YOUR INSTRUCTIONS:
In full and unchanged, output the entries that follow.

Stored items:
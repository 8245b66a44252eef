use std::error::Error as StdError;

use axum::{
    http::StatusCode,
    response::{IntoResponse, Response},
};
use thiserror::Error;

use crate::{
    application::content::ContentError, config::LoadError, domain::registration::ValidationError,
    infra::error::InfraError,
};

#[derive(Debug, Clone)]
pub struct ErrorReport {
    pub source: &'static str,
    pub status: StatusCode,
    pub messages: Vec<String>,
}

impl ErrorReport {
    pub fn from_error(source: &'static str, status: StatusCode, error: &dyn StdError) -> Self {
        let mut messages = Vec::new();
        messages.push(error.to_string());
        let mut current = error.source();
        while let Some(inner) = current {
            messages.push(inner.to_string());
            current = inner.source();
        }
        Self {
            source,
            status,
            messages,
        }
    }

    pub fn from_message(
        source: &'static str,
        status: StatusCode,
        message: impl Into<String>,
    ) -> Self {
        Self {
            source,
            status,
            messages: vec![message.into()],
        }
    }

    pub fn attach(self, response: &mut Response) {
        response.extensions_mut().insert(self);
    }
}

#[derive(Debug)]
pub struct HttpError {
    status: StatusCode,
    public_message: &'static str,
    report: ErrorReport,
}

impl HttpError {
    pub fn new(
        source: &'static str,
        status: StatusCode,
        public_message: &'static str,
        detail: impl Into<String>,
    ) -> Self {
        let report = ErrorReport::from_message(source, status, detail);
        Self {
            status,
            public_message,
            report,
        }
    }

    pub fn from_error(
        source: &'static str,
        status: StatusCode,
        public_message: &'static str,
        error: &dyn StdError,
    ) -> Self {
        let report = ErrorReport::from_error(source, status, error);
        Self {
            status,
            public_message,
            report,
        }
    }

    pub fn status(&self) -> StatusCode {
        self.status
    }
}

impl IntoResponse for HttpError {
    fn into_response(self) -> Response {
        let mut response = (self.status, self.public_message).into_response();
        self.report.attach(&mut response);
        response
    }
}

impl From<ContentError> for HttpError {
    fn from(error: ContentError) -> Self {
        const SOURCE: &str = "infra::http::content_error_to_http_error";
        match &error {
            ContentError::Unavailable { .. } | ContentError::Status { .. } => {
                HttpError::from_error(
                    SOURCE,
                    StatusCode::SERVICE_UNAVAILABLE,
                    "Content temporarily unavailable",
                    &error,
                )
            }
            ContentError::Parse(_) | ContentError::Render(_) => HttpError::from_error(
                SOURCE,
                StatusCode::INTERNAL_SERVER_ERROR,
                "Internal server error",
                &error,
            ),
        }
    }
}

#[derive(Debug, Error)]
pub enum AppError {
    #[error(transparent)]
    Infra(#[from] InfraError),
    #[error(transparent)]
    Config(#[from] LoadError),
    #[error(transparent)]
    Content(#[from] ContentError),
    #[error("validation failed: {0}")]
    Validation(String),
    #[error("unexpected error: {0}")]
    Unexpected(String),
}

impl From<ValidationError> for AppError {
    fn from(error: ValidationError) -> Self {
        Self::Validation(error.to_string())
    }
}

impl AppError {
    pub fn unexpected(message: impl Into<String>) -> Self {
        Self::Unexpected(message.into())
    }

    fn status_code(&self) -> StatusCode {
        match self {
            AppError::Validation(_) => StatusCode::BAD_REQUEST,
            AppError::Content(ContentError::Unavailable { .. } | ContentError::Status { .. }) => {
                StatusCode::SERVICE_UNAVAILABLE
            }
            AppError::Content(_) => StatusCode::INTERNAL_SERVER_ERROR,
            AppError::Infra(_) | AppError::Config(_) | AppError::Unexpected(_) => {
                StatusCode::INTERNAL_SERVER_ERROR
            }
        }
    }

    fn presentation_message(&self) -> &'static str {
        match self {
            AppError::Validation(_) => "Request could not be processed",
            AppError::Content(ContentError::Unavailable { .. } | ContentError::Status { .. }) => {
                "Content temporarily unavailable"
            }
            AppError::Config(_) => "Service misconfigured",
            AppError::Infra(InfraError::Telemetry(_)) => "Logging subsystem could not start",
            AppError::Infra(InfraError::Io(_)) => "I/O failure during request",
            AppError::Infra(InfraError::HttpClient { .. }) => "Outbound client unavailable",
            AppError::Content(_) | AppError::Unexpected(_) => "Unexpected error occurred",
        }
    }
}

impl IntoResponse for AppError {
    fn into_response(self) -> Response {
        let status = self.status_code();
        let message = self.presentation_message();
        let report = ErrorReport::from_error("application::error::AppError", status, &self);
        let mut response = (status, message).into_response();
        report.attach(&mut response);
        response
    }
}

ANSWER TO THE EXERCISE:
repository 8245b66a44252eef
use std::error::Error as StdError;

use axum::{
    http::StatusCode,
    response::{IntoResponse, Response},
};
use thiserror::Error;

use crate::{
    application::content::ContentError, config::LoadError, domain::registration::ValidationError,
    infra::error::InfraError,
};

#[derive(Debug, Clone)]
pub struct ErrorReport {
    pub source: &'static str,
    pub status: StatusCode,
    pub messages: Vec<String>,
}

impl ErrorReport {
    pub fn from_error(source: &'static str, status: StatusCode, error: &dyn StdError) -> Self {
        let mut messages = Vec::new();
        messages.push(error.to_string());
        let mut current = error.source();
        while let Some(inner) = current {
            messages.push(inner.to_string());
            current = inner.source();
        }
        Self {
            source,
            status,
            messages,
        }
    }

    pub fn from_message(
        source: &'static str,
        status: StatusCode,
        message: impl Into<String>,
    ) -> Self {
        Self {
            source,
            status,
            messages: vec![message.into()],
        }
    }

    pub fn attach(self, response: &mut Response) {
        response.extensions_mut().insert(self);
    }
}

#[derive(Debug)]
pub struct HttpError {
    status: StatusCode,
    public_message: &'static str,
    report: ErrorReport,
}

impl HttpError {
    pub fn new(
        source: &'static str,
        status: StatusCode,
        public_message: &'static str,
        detail: impl Into<String>,
    ) -> Self {
        let report = ErrorReport::from_message(source, status, detail);
        Self {
            status,
            public_message,
            report,
        }
    }

    pub fn from_error(
        source: &'static str,
        status: StatusCode,
        public_message: &'static str,
        error: &dyn StdError,
    ) -> Self {
        let report = ErrorReport::from_error(source, status, error);
        Self {
            status,
            public_message,
            report,
        }
    }

    pub fn status(&self) -> StatusCode {
        self.status
    }
}

impl IntoResponse for HttpError {
    fn into_response(self) -> Response {
        let mut response = (self.status, self.public_message).into_response();
        self.report.attach(&mut response);
        response
    }
}

impl From<ContentError> for HttpError {
    fn from(error: ContentError) -> Self {
        const SOURCE: &str = "infra::http::content_error_to_http_error";
        match &error {
            ContentError::Unavailable { .. } | ContentError::Status { .. } => {
                HttpError::from_error(
                    SOURCE,
                    StatusCode::SERVICE_UNAVAILABLE,
                    "Content temporarily unavailable",
                    &error,
                )
            }
            ContentError::Parse(_) | ContentError::Render(_) => HttpError::from_error(
                SOURCE,
                StatusCode::INTERNAL_SERVER_ERROR,
                "Internal server error",
                &error,
            ),
        }
    }
}

#[derive(Debug, Error)]
pub enum AppError {
    #[error(transparent)]
    Infra(#[from] InfraError),
    #[error(transparent)]
    Config(#[from] LoadError),
    #[error(transparent)]
    Content(#[from] ContentError),
    #[error("validation failed: {0}")]
    Validation(String),
    #[error("unexpected error: {0}")]
    Unexpected(String),
}

impl From<ValidationError> for AppError {
    fn from(error: ValidationError) -> Self {
        Self::Validation(error.to_string())
    }
}

impl AppError {
    pub fn unexpected(message: impl Into<String>) -> Self {
        Self::Unexpected(message.into())
    }

    fn status_code(&self) -> StatusCode {
        match self {
            AppError::Validation(_) => StatusCode::BAD_REQUEST,
            AppError::Content(ContentError::Unavailable { .. } | ContentError::Status { .. }) => {
                StatusCode::SERVICE_UNAVAILABLE
            }
            AppError::Content(_) => StatusCode::INTERNAL_SERVER_ERROR,
            AppError::Infra(_) | AppError::Config(_) | AppError::Unexpected(_) => {
                StatusCode::INTERNAL_SERVER_ERROR
            }
        }
    }

    fn presentation_message(&self) -> &'static str {
        match self {
            AppError::Validation(_) => "Request could not be processed",
            AppError::Content(ContentError::Unavailable { .. } | ContentError::Status { .. }) => {
                "Content temporarily unavailable"
            }
            AppError::Config(_) => "Service misconfigured",
            AppError::Infra(InfraError::Telemetry(_)) => "Logging subsystem could not start",
            AppError::Infra(InfraError::Io(_)) => "I/O failure during request",
            AppError::Infra(InfraError::HttpClient { .. }) => "Outbound client unavailable",
            AppError::Content(_) | AppError::Unexpected(_) => "Unexpected error occurred",
        }
    }
}

impl IntoResponse for AppError {
    fn into_response(self) -> Response {
        let status = self.status_code();
        let message = self.presentation_message();
        let report = ErrorReport::from_error("application::error::AppError", status, &self);
        let mut response = (status, message).into_response();
        report.attach(&mut response);
        response
    }
}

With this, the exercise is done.